◆ Work item:
Set down, please, without alteration, the lines of the entries below from the first through the one containing "wall clock, and".

<<<<

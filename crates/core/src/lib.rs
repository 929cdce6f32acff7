//! Skywatch inference core
//!
//! A deterministic weather-inference engine for home weather stations. Raw
//! sensor snapshots go in; a classified weather condition, derived
//! atmospheric quantities, and 5-day / 24-hour forecasts come out.
//!
//! The core is pure at its boundary: [`observe`] and [`forecast`] are
//! total functions over `(snapshot, state)`, never touch a wall clock, and
//! never block. The caller owns the [`StationState`] and threads it
//! through successive calls; a failed observation leaves it untouched.
//!
//! ```
//! use chrono::{TimeZone, Utc};
//! use skywatch_core::{new_state, observe, StationConfig};
//! use skywatch_core::core_types::snapshot::{SensorSnapshot, TemperatureReading};
//!
//! let state = new_state(StationConfig::default());
//!
//! let mut snapshot =
//!     SensorSnapshot::new(Utc.with_ymd_and_hms(2024, 6, 15, 12, 0, 0).unwrap());
//! snapshot.outdoor_temp = Some(TemperatureReading::celsius(24.0));
//! snapshot.humidity = Some(45.0);
//!
//! let (inference, _next_state) = observe(&snapshot, &state).unwrap();
//! println!("{}", inference.condition);
//! ```

pub mod analysis;
pub mod atmosphere;
pub mod core_types;
pub mod error;
pub mod forecast;
pub mod pipeline;
pub mod trends;

pub use core_types::condition::{Condition, RainState};
pub use core_types::snapshot::SensorSnapshot;
pub use core_types::units::UnitSystem;
pub use error::{CoreError, Warning};
pub use forecast::{DailyForecast, Forecast, ForecastHorizon, HourlyForecast};
pub use pipeline::{forecast, new_state, observe, DerivedState, Inference, StationConfig,
    StationState};
impl fmt::Display for MillimetersPerHour {
    fn fmt(&self, f: &mut fmt::Formatter<'_>) -> fmt::Result {
        write!(f, "{:.1} mm/h", self.0)
    }
}

// ============================================================================
// LENGTH
// ============================================================================

/// Length in meters
#[derive(Debug, Clone, Copy, PartialEq, Default, Serialize, Deserialize)]
#[repr(transparent)]
pub struct Meters(pub f64);

impl Meters {
    /// Create a new length value
    #[inline]
    pub fn new(value: f64) -> Self {
        Meters(value)
    }

    /// Get the raw f64 value
    #[inline]
    pub fn value(self) -> f64 {
        self.0
    }

    /// Convert to feet
    #[inline]
    pub fn to_feet(self) -> Feet {
        Feet(self.0 / FEET_TO_METERS)
    }
}

impl From<f64> for Meters {
    fn from(v: f64) -> Self {
        Meters(v)
    }
}

impl From<Meters> for f64 {
    fn from(m: Meters) -> f64 {
        m.0
    }
}

impl fmt::Display for Meters {
    fn fmt(&self, f: &mut fmt::Formatter<'_>) -> fmt::Result {
        write!(f, "{:.1} m", self.0)
    }
}

/// Length in feet
#[derive(Debug, Clone, Copy, PartialEq, Default, Serialize, Deserialize)]
#[repr(transparent)]
pub struct Feet(pub f64);

impl Feet {
    /// Create a new length value
    #[inline]
    pub fn new(value: f64) -> Self {
        Feet(value)
    }

    /// Get the raw f64 value
    #[inline]
    pub fn value(self) -> f64 {
        self.0
    }

    /// Convert to meters
    #[inline]
    pub fn to_meters(self) -> Meters {
        Meters(self.0 * FEET_TO_METERS)
    }
}

impl From<Feet> for Meters {
    fn from(f: Feet) -> Meters {
        f.to_meters()
    }
}

impl From<f64> for Feet {
    fn from(v: f64) -> Self {
        Feet(v)
    }
}

impl fmt::Display for Feet {
    fn fmt(&self, f: &mut fmt::Formatter<'_>) -> fmt::Result {
        write!(f, "{:.0} ft", self.0)
    }
}
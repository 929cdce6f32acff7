//! Meteorological state bundle for the forecast engine
//!
//! A one-shot analysis of everything the projections need: pressure
//! trends, atmospheric stability, moisture transport, wind patterns, and a
//! coarse classification of the weather system currently overhead.

use chrono::{DateTime, Duration, Utc};
use serde::{Deserialize, Serialize};

use crate::analysis::pressure_wind::PressureWindAnalysis;
use crate::core_types::condition::Condition;
use crate::core_types::constants::TemperatureThresholds;
use crate::core_types::units::INHG_TO_HPA;
use crate::trends::{TrendField, TrendsStore};

/// Current observed values the projections anchor to, canonical units.
#[derive(Debug, Clone, Copy, PartialEq, Serialize, Deserialize)]
pub struct ForecastBasis {
    pub timestamp: DateTime<Utc>,
    pub condition: Condition,
    pub temp_f: f64,
    pub humidity_pct: f64,
    pub wind_mph: f64,
    pub wind_bearing_deg: Option<f64>,
    pub dewpoint_f: f64,
    pub cloud_cover_pct: f64,
    pub rain_rate_inh: f64,
    pub is_daytime: bool,
}

impl ForecastBasis {
    /// Temperature minus dewpoint, °F.
    #[must_use]
    pub fn spread_f(&self) -> f64 {
        self.temp_f - self.dewpoint_f
    }
}

/// Moisture availability and transport.
#[derive(Debug, Clone, Copy, PartialEq, Serialize, Deserialize)]
pub struct MoistureAnalysis {
    /// Nearness to saturation in [0, 1] from the dewpoint spread
    pub condensation_potential: f64,
    /// Transport proxy in [0, 1] from wind-direction steadiness
    pub transport_potential: f64,
    /// Humidity trend, percent per hour (0 when history is short)
    pub humidity_trend_per_hour: f64,
}

impl MoistureAnalysis {
    /// Combined multiplier applied to precipitation amounts.
    #[must_use]
    pub fn factor(&self) -> f64 {
        1.0 + self.transport_potential * self.condensation_potential
    }
}

/// Wind pattern diagnosis.
#[derive(Debug, Clone, Copy, PartialEq, Serialize, Deserialize)]
pub struct WindPattern {
    /// Direction steadiness in [0, 1]
    pub direction_stability: f64,
    pub gust_factor: f64,
    /// Pressure-gradient wind proxy, mph-scale
    pub gradient_wind_effect: f64,
}

/// Coarse classification of the system overhead.
#[derive(Debug, Clone, Copy, PartialEq, Eq, Serialize, Deserialize)]
#[serde(rename_all = "snake_case")]
pub enum WeatherSystemKind {
    StableHigh,
    ActiveLow,
    FrontalSystem,
    AirMassChange,
    Transitional,
}

/// The complete state bundle.
#[derive(Debug, Clone, PartialEq, Serialize, Deserialize)]
pub struct MeteoState {
    pub pressure: PressureWindAnalysis,
    /// Atmospheric stability index in [0, 1]; higher persists
    pub stability: f64,
    pub system: WeatherSystemKind,
    pub moisture: MoistureAnalysis,
    pub wind: WindPattern,
    /// Temperature volatility (°F sample stddev over 24 h)
    pub temp_volatility: f64,
    /// Temperature trend, °F per hour
    pub temp_trend_per_hour: f64,
}

impl MeteoState {
    /// Derive the bundle from the current basis and history.
    #[must_use]
    pub fn derive(
        basis: &ForecastBasis,
        pressure: &PressureWindAnalysis,
        store: &TrendsStore,
        now: DateTime<Utc>,
    ) -> Self {
        let temp = store.trend(TrendField::Temperature, now, Duration::hours(24));
        let humidity = store.trend(TrendField::Humidity, now, Duration::hours(24));

        let stability = stability_index(
            pressure.trend_24h_inhg_per_hour,
            basis.wind_mph,
            basis.humidity_pct,
        );

        let direction_stability = pressure
            .wind_direction
            .map_or(0.5, |summary| summary.stability);

        let condensation_potential = condensation_potential(basis.spread_f());
        let moisture = MoistureAnalysis {
            condensation_potential,
            transport_potential: direction_stability,
            humidity_trend_per_hour: humidity.map_or(0.0, |t| t.slope_per_hour),
        };

        let gradient_wind_effect = pressure
            .trend_3h_inhg_per_hour
            .map_or(0.0, |slope| (slope * 3.0 * INHG_TO_HPA).abs() * 2.0);

        let wind = WindPattern {
            direction_stability,
            gust_factor: pressure.gust.factor,
            gradient_wind_effect,
        };

        let temp_trend_per_hour = temp.map_or(0.0, |t| t.slope_per_hour);
        let system = classify_system(
            pressure,
            stability,
            direction_stability,
            temp_trend_per_hour,
        );

        Self {
            pressure: pressure.clone(),
            stability,
            system,
            moisture,
            wind,
            temp_volatility: temp.map_or(2.0, |t| t.volatility),
            temp_trend_per_hour,
        }
    }

    /// 3-hour pressure change in hPa (0 with no history).
    #[must_use]
    pub fn trend_3h_hpa(&self) -> f64 {
        self.pressure
            .trend_3h_inhg_per_hour
            .map_or(0.0, |slope| slope * 3.0 * INHG_TO_HPA)
    }

    /// 24-hour pressure change in hPa (0 with no history).
    #[must_use]
    pub fn trend_24h_hpa(&self) -> f64 {
        self.pressure
            .trend_24h_inhg_per_hour
            .map_or(0.0, |slope| slope * 24.0 * INHG_TO_HPA)
    }
}

/// Atmospheric stability in [0, 1]: 0.5 baseline, nudged by how fast the
/// pressure is moving, how hard the wind mixes the boundary layer, and how
/// moist the column is.
#[must_use]
pub fn stability_index(
    trend_24h_inhg_per_hour: Option<f64>,
    wind_mph: f64,
    humidity_pct: f64,
) -> f64 {
    let mut stability: f64 = 0.5;

    let change_24h_hpa = trend_24h_inhg_per_hour.map_or(0.0, |s| s * 24.0 * INHG_TO_HPA);
    if change_24h_hpa.abs() < 2.0 {
        stability += 0.2;
    }

    if wind_mph < 5.0 {
        stability += 0.15;
    } else if wind_mph > 15.0 {
        stability -= 0.15;
    }

    if humidity_pct > 70.0 {
        stability += 0.1;
    }

    stability.clamp(0.0, 1.0)
}

/// Nearness to saturation from the dewpoint spread.
#[must_use]
pub fn condensation_potential(spread_f: f64) -> f64 {
    if spread_f < TemperatureThresholds::SPREAD_SATURATED {
        0.8
    } else if spread_f < TemperatureThresholds::SPREAD_MODERATE {
        0.5
    } else {
        0.2
    }
}

fn classify_system(
    pressure: &PressureWindAnalysis,
    stability: f64,
    direction_stability: f64,
    temp_trend_per_hour: f64,
) -> WeatherSystemKind {
    if pressure.system.is_high() && stability > 0.7 {
        WeatherSystemKind::StableHigh
    } else if pressure.system.is_low() && stability < 0.3 {
        WeatherSystemKind::ActiveLow
    } else if direction_stability < 0.4 && pressure.storm_probability > 50.0 {
        WeatherSystemKind::FrontalSystem
    } else if (temp_trend_per_hour * 24.0).abs() > 2.0 && stability > 0.6 {
        WeatherSystemKind::AirMassChange
    } else {
        WeatherSystemKind::Transitional
    }
}

#[cfg(test)]
mod tests {
    use super::*;
    use crate::analysis::pressure_wind::{GustAnalysis, PressureSystem, StormSeverity, WindClass};

    fn pressure_analysis(system: PressureSystem, storm: f64) -> PressureWindAnalysis {
        PressureWindAnalysis {
            sea_level_pressure_inhg: 29.92,
            system,
            trend_3h_inhg_per_hour: None,
            trend_24h_inhg_per_hour: None,
            storm_probability: storm,
            storm_severity: StormSeverity::classify(storm),
            wind_class: WindClass::Light,
            gust: GustAnalysis::analyze(5.0, 7.0),
            wind_direction: None,
        }
    }

    #[test]
    fn stability_baseline_and_adjustments() {
        // Calm, flat pressure, moist: 0.5 + 0.2 + 0.15 + 0.1 = 0.95
        let s = stability_index(None, 3.0, 80.0);
        assert!((s - 0.95).abs() < 1e-9);

        // Windy with a crashing barometer (-6 hPa over 24 h): 0.5 - 0.15
        let slope_inhg_per_hour = -6.0 / INHG_TO_HPA / 24.0;
        let s = stability_index(Some(slope_inhg_per_hour), 20.0, 50.0);
        assert!((s - 0.35).abs() < 1e-9);
    }

    #[test]
    fn stability_is_clamped() {
        for wind in [0.0, 10.0, 30.0] {
            for humidity in [10.0, 50.0, 95.0] {
                let s = stability_index(Some(-1.0), wind, humidity);
                assert!((0.0..=1.0).contains(&s));
            }
        }
    }

    #[test]
    fn condensation_bands() {
        assert_eq!(condensation_potential(2.0), 0.8);
        assert_eq!(condensation_potential(7.0), 0.5);
        assert_eq!(condensation_potential(18.0), 0.2);
    }

    #[test]
    fn high_pressure_with_stable_air_is_stable_high() {
        let p = pressure_analysis(PressureSystem::High, 0.0);
        let kind = classify_system(&p, 0.8, 0.9, 0.0);
        assert_eq!(kind, WeatherSystemKind::StableHigh);
    }

    #[test]
    fn veering_wind_with_storm_signal_is_frontal() {
        let p = pressure_analysis(PressureSystem::Normal, 60.0);
        let kind = classify_system(&p, 0.5, 0.2, 0.0);
        assert_eq!(kind, WeatherSystemKind::FrontalSystem);
    }

    #[test]
    fn default_is_transitional() {
        let p = pressure_analysis(PressureSystem::Normal, 10.0);
        let kind = classify_system(&p, 0.5, 0.6, 0.0);
        assert_eq!(kind, WeatherSystemKind::Transitional);
    }
}
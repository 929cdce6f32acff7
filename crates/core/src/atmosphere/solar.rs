//! Solar position and clear-sky irradiance model
//!
//! The cloud-cover analyzer needs to know how much sun *should* be
//! reaching the station; this module supplies it:
//!
//! - solar "constant" with the annual Earth-Sun distance variation
//! - Gueymard (2003) relative optical air mass
//! - multiplicative atmospheric extinction (Rayleigh scattering, ozone,
//!   water vapor, aerosol)
//! - theoretical clear-sky surface irradiance for a given elevation
//! - a coarse elevation estimator for stations without a sun sensor
//!
//! # References
//!
//! - Gueymard, C. (2003). "Direct solar transmittance and irradiance
//!   predictions with broadband models." Solar Energy, 74(5), 355-379.

use chrono::{DateTime, Datelike, Utc};

use crate::core_types::constants::SolarThresholds;

/// Relative Earth-Sun distance factor for a day of year.
///
/// Peaks near perihelion (early January), troughs near aphelion.
#[must_use]
pub fn solar_constant_variation(day_of_year: u32) -> f64 {
    let angle = 2.0 * std::f64::consts::PI * (day_of_year as f64 - 4.0) / 365.25;
    1.0 + SolarThresholds::DISTANCE_VARIATION * angle.cos()
}

/// Gueymard-2003 relative optical air mass for a solar elevation.
///
/// Returns `+∞` at or below the horizon: the optical path is unbounded and
/// downstream transmission terms correctly collapse to zero.
#[must_use]
pub fn air_mass(elevation_deg: f64) -> f64 {
    if elevation_deg <= 0.0 {
        return f64::INFINITY;
    }

    let zenith_deg = 90.0 - elevation_deg;
    let sin_elevation = elevation_deg.to_radians().sin();
    let correction = 0.48353 * elevation_deg.powf(0.095846) / (96.741 - zenith_deg).powf(1.754);

    1.0 / (sin_elevation + correction)
}

/// Combined atmospheric transmission for an air mass: the product of the
/// per-component Beer-Lambert extinction terms.
#[must_use]
pub fn atmospheric_transmission(air_mass: f64) -> f64 {
    if !air_mass.is_finite() {
        return 0.0;
    }

    let k = [
        SolarThresholds::K_RAYLEIGH,
        SolarThresholds::K_OZONE,
        SolarThresholds::K_WATER_VAPOR,
        SolarThresholds::K_AEROSOL,
    ];
    k.iter().map(|k| (-k * air_mass).exp()).product()
}

/// Theoretical clear-sky surface irradiance (W/m²) for a base zenith
/// irradiance, day of year, and solar elevation.
///
/// Zero at or below the horizon.
#[must_use]
pub fn clear_sky_irradiance(base_wm2: f64, day_of_year: u32, elevation_deg: f64) -> f64 {
    if elevation_deg <= 0.0 {
        return 0.0;
    }

    let variation = solar_constant_variation(day_of_year);
    let transmission = atmospheric_transmission(air_mass(elevation_deg));
    base_wm2 * variation * transmission * elevation_deg.to_radians().sin()
}

/// Estimate the solar elevation from the measured irradiance magnitude.
///
/// Used when the station has no sun sensor; coarse on purpose.
#[must_use]
pub fn estimate_elevation(solar_wm2: f64) -> f64 {
    if solar_wm2 >= SolarThresholds::ESTIMATE_HIGH_RADIATION {
        SolarThresholds::ESTIMATE_HIGH_ELEVATION
    } else if solar_wm2 >= SolarThresholds::ESTIMATE_MID_RADIATION {
        SolarThresholds::ESTIMATE_MID_ELEVATION
    } else if solar_wm2 >= SolarThresholds::ESTIMATE_LOW_RADIATION {
        SolarThresholds::ESTIMATE_LOW_ELEVATION
    } else {
        SolarThresholds::ESTIMATE_FLOOR_ELEVATION
    }
}

/// Daytime predicate: any solar channel above its noise floor.
#[must_use]
pub fn is_daytime(solar_wm2: f64, lux: f64, uv_index: f64) -> bool {
    solar_wm2 > SolarThresholds::DAYTIME_RADIATION
        || lux > SolarThresholds::DAYTIME_LUX
        || uv_index > SolarThresholds::DAYTIME_UV
}

/// Twilight predicate: weak but measurable light.
#[must_use]
pub fn is_twilight(solar_wm2: f64, lux: f64) -> bool {
    (lux > SolarThresholds::TWILIGHT_LUX_LOW && lux < SolarThresholds::TWILIGHT_LUX_HIGH)
        || (solar_wm2 > SolarThresholds::TWILIGHT_RADIATION_LOW
            && solar_wm2 < SolarThresholds::TWILIGHT_RADIATION_HIGH)
}

/// Astronomical context for one observation.
#[derive(Debug, Clone, Copy, PartialEq)]
pub struct SolarContext {
    /// Solar elevation in degrees (sensor-supplied or estimated)
    pub elevation_deg: f64,
    /// True when the elevation came from the radiation-magnitude estimator
    pub elevation_estimated: bool,
    /// Day of year (1-366) from the observation timestamp
    pub day_of_year: u32,
    pub is_daytime: bool,
    pub is_twilight: bool,
    /// Clear-sky irradiance from the 1366 W/m² solar constant
    pub clear_sky_wm2: f64,
}

impl SolarContext {
    /// Assemble the context for an observation.
    #[must_use]
    pub fn from_observation(
        timestamp: DateTime<Utc>,
        solar_wm2: f64,
        lux: f64,
        uv_index: f64,
        sensor_elevation_deg: Option<f64>,
    ) -> Self {
        let day_of_year = timestamp.ordinal();
        let daytime = is_daytime(solar_wm2, lux, uv_index);

        let (elevation_deg, elevation_estimated) = match sensor_elevation_deg {
            Some(elevation) => (elevation, false),
            None if daytime => (estimate_elevation(solar_wm2), true),
            None => (0.0, true),
        };

        Self {
            elevation_deg,
            elevation_estimated,
            day_of_year,
            is_daytime: daytime,
            is_twilight: is_twilight(solar_wm2, lux),
            clear_sky_wm2: clear_sky_irradiance(
                SolarThresholds::SOLAR_CONSTANT,
                day_of_year,
                elevation_deg,
            ),
        }
    }

    /// Expected surface irradiance for a station-calibrated zenith maximum
    /// instead of the raw solar constant.
    #[must_use]
    pub fn expected_irradiance(&self, zenith_max_wm2: f64) -> f64 {
        clear_sky_irradiance(zenith_max_wm2, self.day_of_year, self.elevation_deg)
    }
}

#[cfg(test)]
mod tests {
    use super::*;
    use chrono::TimeZone;

    #[test]
    fn distance_variation_peaks_near_perihelion() {
        let january = solar_constant_variation(4);
        let july = solar_constant_variation(186);
        assert!((january - 1.033).abs() < 1e-6);
        assert!(july < 1.0);
        // Bounded by the 3.3% amplitude
        for doy in 1..=366 {
            let v = solar_constant_variation(doy);
            assert!((0.967..=1.033).contains(&v));
        }
    }

    #[test]
    fn air_mass_is_one_at_zenith() {
        let am = air_mass(90.0);
        assert!((am - 1.0).abs() < 0.01, "zenith air mass was {am}");
    }

    #[test]
    fn air_mass_grows_toward_horizon() {
        let am_45 = air_mass(45.0);
        let am_10 = air_mass(10.0);
        let am_2 = air_mass(2.0);
        assert!(am_45 > 1.0 && am_45 < 2.0);
        assert!(am_10 > am_45);
        assert!(am_2 > am_10);
        // Low-sun air mass stays physical (tens, not thousands)
        assert!(am_2 < 40.0);
    }

    #[test]
    fn air_mass_infinite_below_horizon() {
        assert!(air_mass(0.0).is_infinite());
        assert!(air_mass(-5.0).is_infinite());
        assert_eq!(atmospheric_transmission(air_mass(-5.0)), 0.0);
    }

    #[test]
    fn transmission_decreases_with_air_mass() {
        let t1 = atmospheric_transmission(1.0);
        let t2 = atmospheric_transmission(2.0);
        // Zenith transmission is exp(-0.27) ≈ 0.763
        assert!((t1 - (-0.27f64).exp()).abs() < 1e-9);
        assert!(t2 < t1);
    }

    #[test]
    fn clear_sky_magnitude_is_physical() {
        // Midsummer, high sun: expect several hundred W/m², below the
        // exoatmospheric constant.
        let irradiance = clear_sky_irradiance(1366.0, 172, 65.0);
        assert!(
            irradiance > 700.0 && irradiance < 1200.0,
            "clear-sky irradiance was {irradiance}"
        );
        assert_eq!(clear_sky_irradiance(1366.0, 172, -1.0), 0.0);
    }

    #[test]
    fn elevation_estimator_bands() {
        assert_eq!(estimate_elevation(900.0), 60.0);
        assert_eq!(estimate_elevation(600.0), 45.0);
        assert_eq!(estimate_elevation(300.0), 25.0);
        assert_eq!(estimate_elevation(50.0), 15.0);
    }

    #[test]
    fn daytime_and_twilight_predicates() {
        assert!(is_daytime(10.0, 0.0, 0.0));
        assert!(is_daytime(0.0, 60.0, 0.0));
        assert!(is_daytime(0.0, 0.0, 0.5));
        assert!(!is_daytime(1.0, 10.0, 0.0));

        assert!(is_twilight(3.0, 0.0));
        assert!(is_twilight(0.0, 50.0));
        assert!(!is_twilight(200.0, 50_000.0));
    }

    #[test]
    fn context_estimates_elevation_without_sensor() {
        let t = Utc.with_ymd_and_hms(2024, 6, 21, 18, 0, 0).unwrap();
        let ctx = SolarContext::from_observation(t, 850.0, 80_000.0, 7.0, None);
        assert!(ctx.elevation_estimated);
        assert_eq!(ctx.elevation_deg, 60.0);
        assert!(ctx.is_daytime);
        assert_eq!(ctx.day_of_year, 173);
    }
}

>>>>

◆ Response:
filename crates/core/src/lib.rs
repository 929cdce6f32acff7
//! Skywatch inference core
//!
//! A deterministic weather-inference engine for home weather stations. Raw
//! sensor snapshots go in; a classified weather condition, derived
//! atmospheric quantities, and 5-day / 24-hour forecasts come out.
//!
//! The core is pure at its boundary: [`observe`] and [`forecast`] are
//! total functions over `(snapshot, state)`, never touch a wall clock, and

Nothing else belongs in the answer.